Schiedsrichter-Legende weint vor dem Anpfiff
In der Regel erfahren Schiedsrichter Abneigung, wenn sie in ein Bundesliga-Stadion einlaufen oder ihr Name vor dem Anpfiff bei der Vorstellung über die Lautsprecher genannt wird. Bei Deniz Aytekin war das zumindest an diesem Samstag anders. Als der Stadionsprecher ankündigte, dass der 47-Jährige heute sein letztes Bundesligaspiel leiten würde, gab es Applaus von den Rängen.

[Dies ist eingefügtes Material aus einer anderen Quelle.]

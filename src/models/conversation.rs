use chrono::{DateTime, Utc};
use serde::{Deserialize, Serialize};
use std::collections::BTreeSet;

use crate::core::{ConversationId, MessageId, UserId};

#[derive(Debug, Clone, PartialEq, Eq, Serialize, Deserialize)]
pub struct Conversation {
    pub id: ConversationId,
    pub name: Option<String>,
    /// Membership only; the ordering carries no meaning
    pub participants: BTreeSet<UserId>,
    pub created_at: DateTime<Utc>,
}

impl Conversation {
    pub fn is_participant(&self, user: &UserId) -> bool {
        self.participants.contains(user)
    }
}

#[derive(Debug, Clone, PartialEq, Eq, Serialize, Deserialize)]
pub struct Message {
    pub id: MessageId,
    pub conversation_id: ConversationId,
    pub sender: UserId,
    pub content: String,
    pub created_at: DateTime<Utc>,
    pub is_read: bool,
}
// Content Service - posts and comments, the subjects of likes and the feed

use std::sync::Arc;
use tracing::info;

use crate::core::{CommentId, PostId, UserId};
use crate::error::{AppError, AppResult};
use crate::infrastructure::database::{EntityStore, StoreTransaction};
use crate::infrastructure::id_generator::IdGenerator;
use crate::models::content::new_post_fields;
use crate::models::{now_millis_precision, Comment, NotificationKind, Post, PostPatch};
use crate::services::authorization::{can_delete_comment, can_modify_post};
use crate::services::notification_engine::NotificationEngine;

#[derive(Clone)]
pub struct ContentService {
    store: Arc<dyn EntityStore>,
    ids: Arc<IdGenerator>,
    notifications: NotificationEngine,
}

impl ContentService {
    pub fn new(
        store: Arc<dyn EntityStore>,
        ids: Arc<IdGenerator>,
        notifications: NotificationEngine,
    ) -> Self {
        Self {
            store,
            ids,
            notifications,
        }
    }

    pub async fn create_post(
        &self,
        tx: &mut StoreTransaction,
        author: &UserId,
        caption: Option<&str>,
        image: Option<&str>,
    ) -> AppResult<Post> {
        let (caption, image) = new_post_fields(caption, image)?;
        let post = Post {
            id: PostId::new(self.ids.next_id()),
            author: author.clone(),
            caption,
            image,
            created_at: now_millis_precision(),
        };
        self.store.insert_post(tx, &post).await?;
        info!("Post {} created by {}", post.id, author);
        Ok(post)
    }

    async fn owned_post(
        &self,
        tx: &mut StoreTransaction,
        actor: &UserId,
        post_id: PostId,
    ) -> AppResult<Post> {
        let post = self
            .store
            .get_post(tx, post_id)
            .await?
            .ok_or_else(|| AppError::NotFound(format!("Post {} not found", post_id)))?;
        if !can_modify_post(actor, &post) {
            return Err(AppError::Unauthorized(format!(
                "{} is not the author of post {}",
                actor, post_id
            )));
        }
        Ok(post)
    }

    pub async fn update_post(
        &self,
        tx: &mut StoreTransaction,
        actor: &UserId,
        post_id: PostId,
        patch: &PostPatch,
    ) -> AppResult<Post> {
        let post = self.owned_post(tx, actor, post_id).await?;
        if patch.is_empty() {
            return Ok(post);
        }
        let updated = patch.apply_to(&post)?;
        self.store.update_post(tx, &updated).await?;
        info!("Post {} updated by {}", post_id, actor);
        Ok(updated)
    }

    pub async fn delete_post(
        &self,
        tx: &mut StoreTransaction,
        actor: &UserId,
        post_id: PostId,
    ) -> AppResult<()> {
        self.owned_post(tx, actor, post_id).await?;
        self.store.delete_post(tx, post_id).await?;
        info!("Post {} deleted by {}", post_id, actor);
        Ok(())
    }

    /// Notifies the post author (unless they comment on their own post)
    pub async fn create_comment(
        &self,
        tx: &mut StoreTransaction,
        author: &UserId,
        post_id: PostId,
        content: &str,
    ) -> AppResult<Comment> {
        let content = content.trim();
        if content.is_empty() {
            return Err(AppError::Validation("Comment content is empty".to_string()));
        }

        let comment = Comment {
            id: CommentId::new(self.ids.next_id()),
            post_id,
            author: author.clone(),
            content: content.to_string(),
            created_at: now_millis_precision(),
        };
        self.store.insert_comment(tx, &comment).await?;

        let post = self
            .store
            .get_post(tx, post_id)
            .await?
            .ok_or_else(|| AppError::NotFound(format!("Post {} not found", post_id)))?;

        self.notifications
            .notify(tx, &post.author, author, NotificationKind::Comment, Some(post_id))
            .await?;
        info!("Comment {} on post {} by {}", comment.id, post_id, author);
        Ok(comment)
    }

    /// Oldest first
    pub async fn list_comments(
        &self,
        tx: &mut StoreTransaction,
        post_id: PostId,
    ) -> AppResult<Vec<Comment>> {
        if self.store.get_post(tx, post_id).await?.is_none() {
            return Err(AppError::NotFound(format!("Post {} not found", post_id)));
        }
        self.store.list_comments(tx, post_id).await
    }

    pub async fn delete_comment(
        &self,
        tx: &mut StoreTransaction,
        actor: &UserId,
        comment_id: CommentId,
    ) -> AppResult<()> {
        let comment = self
            .store
            .get_comment(tx, comment_id)
            .await?
            .ok_or_else(|| AppError::NotFound(format!("Comment {} not found", comment_id)))?;
        let post = self.store.get_post(tx, comment.post_id).await?;

        if !can_delete_comment(actor, &comment, post.as_ref().map(|p| &p.author)) {
            return Err(AppError::Unauthorized(format!(
                "{} may not delete comment {}",
                actor, comment_id
            )));
        }

        self.store.delete_comment(tx, comment_id).await?;
        info!("Comment {} deleted by {}", comment_id, actor);
        Ok(())
    }
}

„Gerade in den vergangenen Wochen, in denen der Abschied immer näher gerückt ist, habe ich eine große Wertschätzung gespürt“, hatte Aytekin im Vorfeld im Interview mit WELT AM SONNTAG gesagt. Am Samstag überkamen ihn vor der Partie des FC Bayern gegen den 1. FC Köln am letzten Bundesligaspieltag dann endgültig die Emotionen.
Im Interview bei Sky wurde er von Bayern-Boss Jan-Christian Dreesen zusammen mit Lothar Matthäus verabschiedet. Sie überreichten dem ehemaligen Fifa-Schiedsrichter eine Collage. „Das ist echt schwer gerade“, sagte er. Aytekin, der bei seiner Ankunft im Stadion von seiner Frau und seinen zwei Kindern begleitet worden war, weinte und wischte sich Tränen aus den geröteten Augen.
Vier Schiedsrichter hören nach der Saison auf
Seinen freiwilligen Abschied – die einstige Altersgrenze von 47 Jahren beim DFB gibt es nicht mehr – hatte Aytekin schon im vergangenen Jahr angekündigt: „Da fiel es mir relativ leicht, weil ich mir gedacht habe, das ist noch ewig hin. Aber jetzt wird es natürlich schon schwerer. Überall, wo man hinkommt, ist es das letzte Mal, dass man dort war.“
Was er vermissen werde? Aytekin: „Die ganzen Begegnungen. Hauptsächlich die Menschen, die ganz normal in die Stadien gegangen sind. Da gibt es ja Leute, die haben seit Jahren die gleiche Dauerkarte. Und wenn ich mich warm mache, dann habe ich teilweise Leute persönlich begrüßt, weil ich die dort schon immer sehe.“
Neben Aytekin beenden nach dieser Saison auch seine Bundesliga-Kollegen Patrick Ittrich, Tobias Welz und Frank Willenborg ihre Karrieren.